WHAT YOU SHOULD DO:
Gather all lines in the records below that include the word "ConfigError".

*** Opening of INFORMATION SHOWN ***

use common::TieBreak;
use config::{Config, ConfigError, Environment, File};
use serde::Deserialize;

#[derive(Debug, Deserialize, Clone)]
pub struct CorsConfig {
    pub allow_origins: Vec<String>,
    pub max_age: u64,
}

#[derive(Debug, Deserialize, Clone)]
pub struct ServerConfig {
    pub host: String,
    pub port: u16,
    pub cors: CorsConfig,
}

#[derive(Debug, Deserialize, Clone)]
pub struct DatabaseConfig {
    pub url: String,
}

#[derive(Debug, Deserialize, Clone)]
pub struct AuthConfig {
    /// Shared HS256 secret of the identity service that issues bearer tokens.
    pub jwt_secret: String,
}

/// Leaderboard recomputation settings.
#[derive(Debug, Deserialize, Clone)]
pub struct LeaderboardConfig {
    /// Run both scorers periodically inside the server process.
    #[serde(default = "default_scheduler_enabled")]
    pub scheduler_enabled: bool,
    #[serde(default = "default_refresh_interval_secs")]
    pub refresh_interval_secs: u64,
    /// Order of directors with equal scores.
    #[serde(default)]
    pub creator_tie_break: TieBreak,
    /// Rows per INSERT when writing a snapshot.
    #[serde(default = "default_insert_batch_size")]
    pub insert_batch_size: usize,
}

fn default_scheduler_enabled() -> bool {
    true
}
fn default_refresh_interval_secs() -> u64 {
    15 * 60
}
fn default_insert_batch_size() -> usize {
    100
}

impl Default for LeaderboardConfig {
    fn default() -> Self {
        Self {
            scheduler_enabled: default_scheduler_enabled(),
            refresh_interval_secs: default_refresh_interval_secs(),
            creator_tie_break: TieBreak::default(),
            insert_batch_size: default_insert_batch_size(),
        }
    }
}

#[derive(Debug, Deserialize, Clone)]
pub struct AppConfig {
    pub server: ServerConfig,
    pub database: DatabaseConfig,
    pub auth: AuthConfig,
    #[serde(default)]
    pub leaderboard: LeaderboardConfig,
}

impl AppConfig {
    pub fn load() -> Result<Self, ConfigError> {
        let s = Config::builder()
            .set_default("server.host", "127.0.0.1")?
            .set_default("server.port", 3000)?
            .set_default("server.cors.allow_origins", Vec::<String>::new())?
            .set_default("server.cors.max_age", 3600)?
            // Load from config/config.toml
            .add_source(File::with_name("config/config").required(false))
            // Override from environment (e.g., SPOTLIGHT__AUTH__JWT_SECRET)
            .add_source(Environment::with_prefix("SPOTLIGHT").separator("__"))
            .build()?;

        s.try_deserialize()
    }
}
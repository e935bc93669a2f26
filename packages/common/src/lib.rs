pub mod contest_state;
pub mod movie_state;
pub mod scoring;
pub mod window;

pub use contest_state::ContestState;
pub use movie_state::{CrewRequestState, MovieState};
pub use scoring::TieBreak;

/// Name of the global, out-of-contest recommendation list every user owns.
pub const RECOMMENDATION_LIST_NAME: &str = "Recommendation";

/// Crew role whose members are ranked on the Top Creators leaderboard.
pub const DIRECTOR_ROLE: &str = "Director";

/// Error when parsing an invalid state string.
#[derive(Debug, Clone, PartialEq, Eq, thiserror::Error)]
#[error("Invalid state '{invalid}'. Valid values: {valid}")]
pub struct ParseStateError {
    invalid: String,
    valid: String,
}

impl ParseStateError {
    pub(crate) fn new<'a>(invalid: &str, valid: impl Iterator<Item = &'a str>) -> Self {
        Self {
            invalid: invalid.to_owned(),
            valid: valid.collect::<Vec<_>>().join(", "),
        }
    }
}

*** Close of INFORMATION SHOWN ***

EXERCISE RESULT:
use config::{Config, ConfigError, Environment, File};
    pub fn load() -> Result<Self, ConfigError> {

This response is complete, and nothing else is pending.